Referenced in: none

Automatically associated channels: Kv11.1 , Kv7.1

Title: Changes in channel trafficking and protein stability caused by LQT2 mutations in the PAS domain of the HERG channel.

Authors: Carol A Harley, Catarina S H Jesus, Ricardo Carvalho, Rui M M Brito, João H Morais-Cabral

Journal, date & volume: PLoS ONE, 2012 , 7, e32654

PubMed link: http://www.ncbi.nlm.nih.gov/pubmed/22396785

Abstract
Inherited human long-QT2 syndrome (LQTS) results from mutations in the gene encoding the HERG channel. Several LQT2-associated mutations have been mapped to the amino terminal cytoplasmic Per-Arnt-Sim (PAS) domain of the HERG1a channel subunit. Here we have characterized the trafficking properties of some LQT2-associated PAS domain mutants and analyzed rescue of the trafficking mutants by low temperature (27°C) or by the pore blocker drug E4031. We show that the LQT2-associated mutations in the PAS domain of the HERG channel display molecular properties that are distinct from the properties of LQT2-associated mutations in the trans-membrane region.
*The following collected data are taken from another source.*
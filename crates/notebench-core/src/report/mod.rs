//! Turns loaded runs into report artifacts: per-run charts, a comparison
//! chart, a JSON data document and a regenerated README.

use std::collections::BTreeMap;
use std::fs;
use std::path::{Path, PathBuf};

use chrono::{DateTime, Utc};
use serde::Serialize;
use tracing::{info, warn};
use uuid::Uuid;

use crate::error::NotebenchError;
use crate::run::align::align;
use crate::run::discover::discover_runs;
use crate::run::load::load_run;
use crate::run::summary::summarize;
use crate::run::{AlignedRow, Run, RunSummary};

pub mod chart;
pub mod compare;
pub mod readme;

pub use chart::{render_chart, ChartRun, PALETTE};
pub use compare::{build_table, ComparisonTable};
pub use readme::{write_readme, ReadmeEntry};

/// Per-run chart, written next to the run's CSV files.
pub const RUN_GRAPH_FILE: &str = "graph.png";
/// Cross-run chart, written at the results root.
pub const COMPARISON_GRAPH_FILE: &str = "comparison.png";
/// JSON document with every run's summary and aligned rows.
pub const DATA_JSON_FILE: &str = "data.json";
pub const README_FILE: &str = "README.md";

// ---------------------------------------------------------------------------
// Batch types
// ---------------------------------------------------------------------------

/// A run that has been loaded, summarized and aligned, ready for rendering.
#[derive(Debug, Clone)]
pub struct ReportedRun {
    pub id: Uuid,
    pub name: String,
    pub dir: PathBuf,
    pub summary: RunSummary,
    pub rows: Vec<AlignedRow>,
    pub graph_path: PathBuf,
}

/// A run that dropped out of the batch, with the error that removed it.
#[derive(Debug)]
pub struct RunFailure {
    pub name: String,
    pub dir: PathBuf,
    pub error: NotebenchError,
}

/// Which optional artifacts a reporting pass writes. Charts are always
/// rendered; the data document and README can be switched off.
#[derive(Debug, Clone, Copy)]
pub struct ReportOptions {
    pub write_json: bool,
    pub write_readme: bool,
}

impl Default for ReportOptions {
    fn default() -> Self {
        Self {
            write_json: true,
            write_readme: true,
        }
    }
}

/// Outcome of one reporting pass over a results root.
#[derive(Debug)]
pub struct BatchReport {
    pub generated_at: DateTime<Utc>,
    pub runs: Vec<ReportedRun>,
    pub failures: Vec<RunFailure>,
    pub readme_version: Option<u64>,
}

#[derive(Serialize)]
struct DataEntry<'a> {
    summary: &'a RunSummary,
    rows: &'a [AlignedRow],
}

// ---------------------------------------------------------------------------
// Pipeline steps
// ---------------------------------------------------------------------------

/// Summarize and align one loaded run.
pub fn prepare_run(run: &Run) -> ReportedRun {
    ReportedRun {
        id: Uuid::new_v4(),
        name: run.name.clone(),
        dir: run.dir.clone(),
        summary: summarize(run),
        rows: align(&run.metrics, &run.resources),
        graph_path: run.dir.join(RUN_GRAPH_FILE),
    }
}

/// Discover and prepare every run under `root`. A run that fails to load is
/// recorded as a failure and the rest of the batch proceeds.
pub fn collect_runs(root: &Path) -> Result<(Vec<ReportedRun>, Vec<RunFailure>), NotebenchError> {
    let discovered = discover_runs(root)?;
    info!(root = %root.display(), runs = discovered.len(), "collecting runs");

    let mut runs = Vec::with_capacity(discovered.len());
    let mut failures = Vec::new();
    for found in discovered {
        match load_run(&found.dir, found.name.clone()) {
            Ok(run) => runs.push(prepare_run(&run)),
            Err(error) => {
                warn!(name = %found.name, dir = %found.dir.display(), %error, "skipping run");
                failures.push(RunFailure {
                    name: found.name,
                    dir: found.dir,
                    error,
                });
            }
        }
    }
    Ok((runs, failures))
}

/// Serialize all runs to the data document: run name to summary plus aligned
/// rows, names sorted. A duplicate name keeps the last run seen.
pub fn render_data(runs: &[ReportedRun]) -> Result<String, NotebenchError> {
    let mut map = BTreeMap::new();
    for run in runs {
        let entry = DataEntry {
            summary: &run.summary,
            rows: &run.rows,
        };
        if map.insert(run.name.clone(), entry).is_some() {
            warn!(name = %run.name, "duplicate run name in data document, keeping the last one");
        }
    }
    Ok(serde_json::to_string_pretty(&map)?)
}

/// Run the whole reporting pass with every artifact enabled.
pub fn generate_all(root: &Path) -> Result<BatchReport, NotebenchError> {
    generate_with(root, ReportOptions::default())
}

/// Run one reporting pass: per-run charts, comparison chart, and (per
/// `options`) the data document and README. Per-run errors demote that run
/// to a failure; palette exhaustion on the comparison chart aborts the pass.
pub fn generate_with(root: &Path, options: ReportOptions) -> Result<BatchReport, NotebenchError> {
    let generated_at = Utc::now();
    let (prepared, mut failures) = collect_runs(root)?;

    let mut runs = Vec::with_capacity(prepared.len());
    for run in prepared {
        let chart_run = ChartRun {
            name: &run.name,
            rows: &run.rows,
            summary: &run.summary,
        };
        match chart::render_chart(&run.graph_path, &[chart_run]) {
            Ok(()) => {
                info!(run_id = %run.id, name = %run.name, "rendered run chart");
                runs.push(run);
            }
            Err(error) => {
                warn!(name = %run.name, %error, "skipping run after chart failure");
                failures.push(RunFailure {
                    name: run.name.clone(),
                    dir: run.dir.clone(),
                    error,
                });
            }
        }
    }

    if runs.is_empty() {
        warn!(root = %root.display(), "no runs survived, skipping comparison artifacts");
        return Ok(BatchReport {
            generated_at,
            runs,
            failures,
            readme_version: None,
        });
    }

    let chart_runs: Vec<ChartRun<'_>> = runs
        .iter()
        .map(|run| ChartRun {
            name: &run.name,
            rows: &run.rows,
            summary: &run.summary,
        })
        .collect();
    chart::render_chart(&root.join(COMPARISON_GRAPH_FILE), &chart_runs)?;

    if options.write_json {
        fs::write(root.join(DATA_JSON_FILE), render_data(&runs)?)?;
    }

    let readme_version = if options.write_readme {
        let entries: Vec<ReadmeEntry> = runs
            .iter()
            .map(|run| ReadmeEntry {
                name: run.name.clone(),
                image: relative_link(root, &run.graph_path),
            })
            .collect();
        Some(readme::write_readme(root, &entries)?)
    } else {
        None
    };

    info!(
        runs = runs.len(),
        failures = failures.len(),
        "reporting pass finished"
    );
    Ok(BatchReport {
        generated_at,
        runs,
        failures,
        readme_version,
    })
}

/// Root-relative link with forward slashes, for use inside the README.
fn relative_link(root: &Path, target: &Path) -> String {
    let rel = target.strip_prefix(root).unwrap_or(target);
    rel.components()
        .filter_map(|c| c.as_os_str().to_str())
        .collect::<Vec<_>>()
        .join("/")
}

// ---------------------------------------------------------------------------
// Tests
// ---------------------------------------------------------------------------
Unlike the latter, many of the tested PAS domain LQT2-associated mutations do not result in trafficking deficiency of the channel. Moreover, the majority of the PAS domain mutations that cause trafficking deficiencies are not rescued by a pore blocking drug. We have also explored the in vitro folding stability properties of isolated mutant PAS domain proteins using a thermal unfolding fluorescence assay and a chemical unfolding assay.